The term “vegetative state” became popular at the “birth” of bioethics (1978 Belmont Report). It is traced to the “delayed personhood” arguments used at the beginning of life issues: first the vegetative soul is present, then later the sensitive soul is added, and finally (about 3-4 months) the rational soul is added. Then and only then is there a human being with a rational soul to be respected. St. Thomas (following Aristotle), as well as many religions today still follow that odd and scientifically/philosophically false dictum.

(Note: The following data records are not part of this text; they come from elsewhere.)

//! # Validation Module
//!
//! Boundary validation for data entering the billing engine.
//!
//! ## Validation Strategy
//! ```text
//! ┌─────────────────────────────────────────────────────────────────────────┐
//! │                      Validation Layers                                  │
//! │                                                                         │
//! │  Layer 1: Screens (TypeScript)                                         │
//! │  ├── Basic format checks (empty, length)                               │
//! │  └── Immediate user feedback                                           │
//! │           │                                                             │
//! │           ▼                                                             │
//! │  Layer 2: THIS MODULE (Rust)                                           │
//! │  ├── Catalog records arriving from the back office                     │
//! │  ├── Tax configuration arriving from deployment config                 │
//! │  └── User-entered coupon codes                                         │
//! │                                                                         │
//! │  The engine itself then only ever sees well-formed domain values.      │
//! └─────────────────────────────────────────────────────────────────────────┘
//! ```

use crate::error::ValidationError;

/// Result type for validation operations.
pub type ValidationResult<T> = Result<T, ValidationError>;

// =============================================================================
// String Validators
// =============================================================================

/// Validates a coupon code.
///
/// ## Rules
/// - Must not be empty (after trimming)
/// - At most 32 characters
/// - Only alphanumeric characters, hyphens, underscores
///
/// ## Example
/// ```rust
/// use dhaba_core::validation::validate_coupon_code;
///
/// assert!(validate_coupon_code("SAVE10").is_ok());
/// assert!(validate_coupon_code("").is_err());
/// assert!(validate_coupon_code("HAS SPACE").is_err());
/// ```
pub fn validate_coupon_code(code: &str) -> ValidationResult<()> {
    let code = code.trim();

    if code.is_empty() {
        return Err(ValidationError::Required {
            field: "coupon code".to_string(),
        });
    }

    if code.len() > 32 {
        return Err(ValidationError::TooLong {
            field: "coupon code".to_string(),
            max: 32,
        });
    }

    if !code
        .chars()
        .all(|c| c.is_alphanumeric() || c == '-' || c == '_')
    {
        return Err(ValidationError::InvalidFormat {
            field: "coupon code".to_string(),
            reason: "must contain only letters, numbers, hyphens, and underscores".to_string(),
        });
    }

    Ok(())
}

/// Validates a menu item identifier.
///
/// ## Rules
/// - Must not be empty
/// - At most 64 characters
pub fn validate_item_id(id: &str) -> ValidationResult<()> {
    let id = id.trim();

    if id.is_empty() {
        return Err(ValidationError::Required {
            field: "item id".to_string(),
        });
    }

    if id.len() > 64 {
        return Err(ValidationError::TooLong {
            field: "item id".to_string(),
            max: 64,
        });
    }

    Ok(())
}

// =============================================================================
// Numeric Validators
// =============================================================================

/// Validates a quantity value.
///
/// A quantity entering the engine must be positive; quantity *deltas* may
/// be negative and are not validated here.
pub fn validate_quantity(qty: i64) -> ValidationResult<()> {
    if qty <= 0 {
        return Err(ValidationError::MustBePositive {
            field: "quantity".to_string(),
        });
    }

    Ok(())
}

/// Validates a price in paise.
///
/// ## Rules
/// - Must be non-negative (>= 0)
/// - Zero is allowed (complimentary items)
pub fn validate_price_paise(paise: i64) -> ValidationResult<()> {
    if paise < 0 {
        return Err(ValidationError::OutOfRange {
            field: "price".to_string(),
            min: 0,
            max: i64::MAX,
        });
    }

    Ok(())
}

/// Validates a percentage rate in basis points.
///
/// ## Rules
/// - Must be between 0 and 10000 (0% to 100%)
/// - Applies to both coupon percentages and tax rates
pub fn validate_rate_bps(bps: u32) -> ValidationResult<()> {
    if bps > 10000 {
        return Err(ValidationError::OutOfRange {
            field: "rate".to_string(),
            min: 0,
            max: 10000,
        });
    }

    Ok(())
}

// =============================================================================
// Unit Tests
// =============================================================================

#[cfg(test)]
mod tests {
    use super::*;

    #[test]
    fn test_validate_coupon_code() {
        assert!(validate_coupon_code("TEA5").is_ok());
        assert!(validate_coupon_code("save_10").is_ok());
        assert!(validate_coupon_code("NEW-20").is_ok());

        assert!(validate_coupon_code("").is_err());
        assert!(validate_coupon_code("   ").is_err());
        assert!(validate_coupon_code("HAS SPACE").is_err());
        assert!(validate_coupon_code(&"A".repeat(40)).is_err());
    }

    #[test]
    fn test_validate_item_id() {
        assert!(validate_item_id("masala-dosa").is_ok());
        assert!(validate_item_id("").is_err());
        assert!(validate_item_id(&"x".repeat(100)).is_err());
    }

    #[test]
    fn test_validate_quantity() {
        assert!(validate_quantity(1).is_ok());
        assert!(validate_quantity(500).is_ok());

        assert!(validate_quantity(0).is_err());
        assert!(validate_quantity(-1).is_err());
    }

    #[test]
    fn test_validate_price_paise() {
        assert!(validate_price_paise(0).is_ok());
        assert!(validate_price_paise(9000).is_ok());
        assert!(validate_price_paise(-100).is_err());
    }

    #[test]
    fn test_validate_rate_bps() {
        assert!(validate_rate_bps(0).is_ok());
        assert!(validate_rate_bps(500).is_ok());
        assert!(validate_rate_bps(10000).is_ok());
        assert!(validate_rate_bps(10001).is_err());
    }
}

What bioethics did was also reverse this dictum to end of life issues — and this was taught in a major seminar at a Georgetown bioethics conference early on (about 1990). Those of us in the seminar on “euthanasia” were taught that — just as there is a series of souls at the beginning of life — at the end of life the reverse happens (supposedly adapted from St. Thomas): in the dying patient, first the rational soul leaves the body, then the sensitive soul leaves the body, and finally the only thing left there in the patient is the vegetative soul — and thus there is no “person” really present! Of course, that would also mean that with euthanasia, physician assisted suicide (PAS), and organ transplantation, the use of such “vegetables” in human research, etc., would be “ethical”. This concept of the “vegetative state” was immediately picked up by one of the first new bioethics international centers in France — INSERM. They were the ones who really popularized the phrase.

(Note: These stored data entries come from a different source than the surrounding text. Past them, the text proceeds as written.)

//! # Coupon Catalog Adapter
//!
//! Turns back-office coupon records into domain coupons and serves them
//! through the read-only [`CouponCatalog`] port.
//!
//! ## Boundary Conversion
//! ```text
//! ┌─────────────────────────────────────────────────────────────────────────┐
//! │  Back office record (JSON)              Domain coupon                   │
//! │  ─────────────────────────              ─────────────                   │
//! │  {                                                                      │
//! │    "code": "save10",            ──►     code: "SAVE10" (normalized)     │
//! │    "kind": "percentage",        ──►     CouponKind::Percentage          │
//! │    "value": 10,                 ──►       { rate_bps: 1000 }            │
//! │    "minOrderAmount": 299,       ──►     min_order_amount: 29900 paise   │
//! │    "categoryScope": ["snacks"]  ──►     category_scope: {…}             │
//! │  }                                                                      │
//! │                                                                         │
//! │  Major units and percentages exist ONLY here. Everything past this     │
//! │  boundary is integer paise and basis points.                           │
//! └─────────────────────────────────────────────────────────────────────────┘
//! ```

use std::collections::{BTreeSet, HashMap};

use serde::{Deserialize, Serialize};

use dhaba_core::coupon::normalize_code;
use dhaba_core::validation::{validate_coupon_code, validate_price_paise, validate_rate_bps};
use dhaba_core::{Coupon, CouponCatalog, CouponKind, Money, ValidationError};

// =============================================================================
// Coupon Record (wire shape)
// =============================================================================

/// One coupon as the back office ships it.
///
/// Numeric fields are major units (`value: 50` = ₹50 flat, or 50% for
/// percentage coupons). They convert to paise / basis points exactly once,
/// in [`CouponRecord::into_coupon`].
#[derive(Debug, Clone, Serialize, Deserialize)]
#[serde(rename_all = "camelCase")]
pub struct CouponRecord {
    pub code: String,
    pub kind: CouponRecordKind,
    pub value: f64,
    #[serde(default)]
    pub min_order_amount: f64,
    #[serde(default)]
    pub category_scope: Option<Vec<String>>,
}

/// Wire values for the coupon kind tag.
#[derive(Debug, Clone, Copy, PartialEq, Eq, Serialize, Deserialize)]
#[serde(rename_all = "lowercase")]
pub enum CouponRecordKind {
    Flat,
    Percentage,
}

impl CouponRecord {
    /// Validates the record and converts it into a domain [`Coupon`].
    ///
    /// ## Errors
    /// - blank or malformed code
    /// - negative flat amount or minimum order amount
    /// - percentage outside 0–100
    pub fn into_coupon(self) -> Result<Coupon, ValidationError> {
        validate_coupon_code(&self.code)?;

        let kind = match self.kind {
            CouponRecordKind::Flat => {
                let paise = to_paise(self.value);
                validate_price_paise(paise)?;
                CouponKind::Flat(Money::from_paise(paise))
            }
            CouponRecordKind::Percentage => {
                let bps = (self.value * 100.0).round() as i64;
                if !(0..=10000).contains(&bps) {
                    return Err(ValidationError::OutOfRange {
                        field: "percentage".to_string(),
                        min: 0,
                        max: 100,
                    });
                }
                validate_rate_bps(bps as u32)?;
                CouponKind::Percentage {
                    rate_bps: bps as u32,
                }
            }
        };

        let min_paise = to_paise(self.min_order_amount);
        validate_price_paise(min_paise)?;

        let category_scope = self
            .category_scope
            .map(|scope| scope.into_iter().collect::<BTreeSet<_>>());

        Ok(Coupon::new(
            &self.code,
            kind,
            Money::from_paise(min_paise),
            category_scope,
        ))
    }
}

/// Major units → paise, rounded to the nearest paisa.
fn to_paise(major: f64) -> i64 {
    (major * 100.0).round() as i64
}

// =============================================================================
// In-Memory Catalog
// =============================================================================

/// A [`CouponCatalog`] backed by a map, keyed by normalized code.
///
/// This is the shape the session consumes for one checkout: the host
/// application fetches the active coupons once and hands them over; the
/// engine never caches beyond that.
#[derive(Debug, Clone, Default)]
pub struct InMemoryCouponCatalog {
    coupons: HashMap<String, Coupon>,
}

impl InMemoryCouponCatalog {
    /// Creates an empty catalog.
    pub fn new() -> Self {
        Self::default()
    }

    /// Builds a catalog from back-office records, validating each one.
    pub fn from_records(records: Vec<CouponRecord>) -> Result<Self, ValidationError> {
        let mut catalog = Self::new();
        for record in records {
            catalog.insert(record.into_coupon()?);
        }
        Ok(catalog)
    }

    /// Inserts a coupon, replacing any previous entry with the same code.
    pub fn insert(&mut self, coupon: Coupon) {
        self.coupons.insert(coupon.code.clone(), coupon);
    }

    /// Number of coupons in the catalog.
    pub fn len(&self) -> usize {
        self.coupons.len()
    }

    /// Checks if the catalog has no coupons.
    pub fn is_empty(&self) -> bool {
        self.coupons.is_empty()
    }
}

impl CouponCatalog for InMemoryCouponCatalog {
    fn lookup(&self, code: &str) -> Option<Coupon> {
        // Keys are stored normalized; normalize again so direct callers get
        // the same case-insensitive contract the resolver has
        self.coupons.get(&normalize_code(code)).cloned()
    }
}

// =============================================================================
// Unit Tests
// =============================================================================

#[cfg(test)]
mod tests {
    use super::*;

    #[test]
    fn test_flat_record_converts_to_paise() {
        let record = CouponRecord {
            code: "FLAT50".to_string(),
            kind: CouponRecordKind::Flat,
            value: 50.0,
            min_order_amount: 0.0,
            category_scope: None,
        };

        let coupon = record.into_coupon().unwrap();
        assert_eq!(coupon.kind, CouponKind::Flat(Money::from_paise(5000)));
        assert!(coupon.min_order_amount.is_zero());
    }

    #[test]
    fn test_percentage_record_converts_to_bps() {
        let record = CouponRecord {
            code: "save10".to_string(),
            kind: CouponRecordKind::Percentage,
            value: 10.0,
            min_order_amount: 299.0,
            category_scope: None,
        };

        let coupon = record.into_coupon().unwrap();
        assert_eq!(coupon.code, "SAVE10"); // normalized
        assert_eq!(coupon.kind, CouponKind::Percentage { rate_bps: 1000 });
        assert_eq!(coupon.min_order_amount.paise(), 29900);
    }

    #[test]
    fn test_record_parses_wire_json() {
        // The exact shape the back office ships
        let json = r#"{
            "code": "SAVE100",
            "kind": "flat",
            "value": 100,
            "minOrderAmount": 200,
            "categoryScope": ["snacks", "beverages"]
        }"#;

        let record: CouponRecord = serde_json::from_str(json).unwrap();
        let coupon = record.into_coupon().unwrap();

        assert_eq!(coupon.kind, CouponKind::Flat(Money::from_paise(10000)));
        assert_eq!(coupon.min_order_amount.paise(), 20000);
        let scope = coupon.category_scope.unwrap();
        assert!(scope.contains("snacks"));
        assert!(scope.contains("beverages"));
    }

    #[test]
    fn test_record_defaults_optional_fields() {
        let json = r#"{"code": "TEA5", "kind": "flat", "value": 5}"#;
        let record: CouponRecord = serde_json::from_str(json).unwrap();
        let coupon = record.into_coupon().unwrap();

        assert!(coupon.min_order_amount.is_zero());
        assert!(coupon.category_scope.is_none());
    }

    #[test]
    fn test_invalid_records_rejected() {
        let blank = CouponRecord {
            code: "  ".to_string(),
            kind: CouponRecordKind::Flat,
            value: 5.0,
            min_order_amount: 0.0,
            category_scope: None,
        };
        assert!(blank.into_coupon().is_err());

        let over_hundred = CouponRecord {
            code: "MEGA".to_string(),
            kind: CouponRecordKind::Percentage,
            value: 120.0,
            min_order_amount: 0.0,
            category_scope: None,
        };
        assert!(over_hundred.into_coupon().is_err());

        let negative = CouponRecord {
            code: "NEG".to_string(),
            kind: CouponRecordKind::Flat,
            value: -5.0,
            min_order_amount: 0.0,
            category_scope: None,
        };
        assert!(negative.into_coupon().is_err());
    }

    #[test]
    fn test_catalog_lookup_case_insensitive() {
        let catalog = InMemoryCouponCatalog::from_records(vec![CouponRecord {
            code: "Tea5".to_string(),
            kind: CouponRecordKind::Flat,
            value: 5.0,
            min_order_amount: 0.0,
            category_scope: None,
        }])
        .unwrap();

        assert_eq!(catalog.len(), 1);
        assert!(catalog.lookup("TEA5").is_some());
        assert!(catalog.lookup("tea5").is_some());
        assert!(catalog.lookup("coffee").is_none());
    }
}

Of course, St. Thomas (and Aristotle) were systematically required as classical realist philosophers to start their philosophizing with empirical facts, and those that they “started” with in their “delayed hominization” arguments were empirically false; they both still believed that there were only 4 material elements in the natural world: air, earth, fire and water! Needless to say, whatever philosophical personhood concepts they arrived at from that false empirical starting place would be erroneous. But if you look at both St. Thomas’ and Aristotle’s systematic dogmas on the “soul”, both taught that there was only one soul with three powers — the rational soul — that includes virtually both the sensitive and the vegetative powers.
Therefore, there cannot be three human souls, and there can be no “splits” among the three powers of that one single human soul; nor can there be any “split” between the whole rational soul and the human material body. The human soul and human body come into existence simultaneously. So for both of them, their systematic philosophical principles would contradict their own attempts to argue for “delayed personhood”. Therefore, they would never have agreed that at the end of life there is only a “vegetative” soul present (and thus no “person”).

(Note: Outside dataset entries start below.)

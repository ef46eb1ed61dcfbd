pub mod app;
pub mod config;
pub mod logging;
pub mod mvi;
pub mod store;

As an Aristotelean Thomist myself, I wrote an article on this last year, with extensive direct quotations from both Aristotle and St. Thomas, using the wonderful encyclical of Pope Leo XVIII as a backdrop: “’Revival’ of St. Thomas’ Philosophy – Yes, But Not His Erroneous ‘Delayed Personhood’ Argument; Concerns for Beginning and End of Life Issues” (April 4, 2011).
So, the current efforts to call these poor vulnerable patients “vegetables” cannot be sustained academically or philosophically any more than can “delayed personhood” at the beginning of life. The only reason these terms continue to be used is purely political.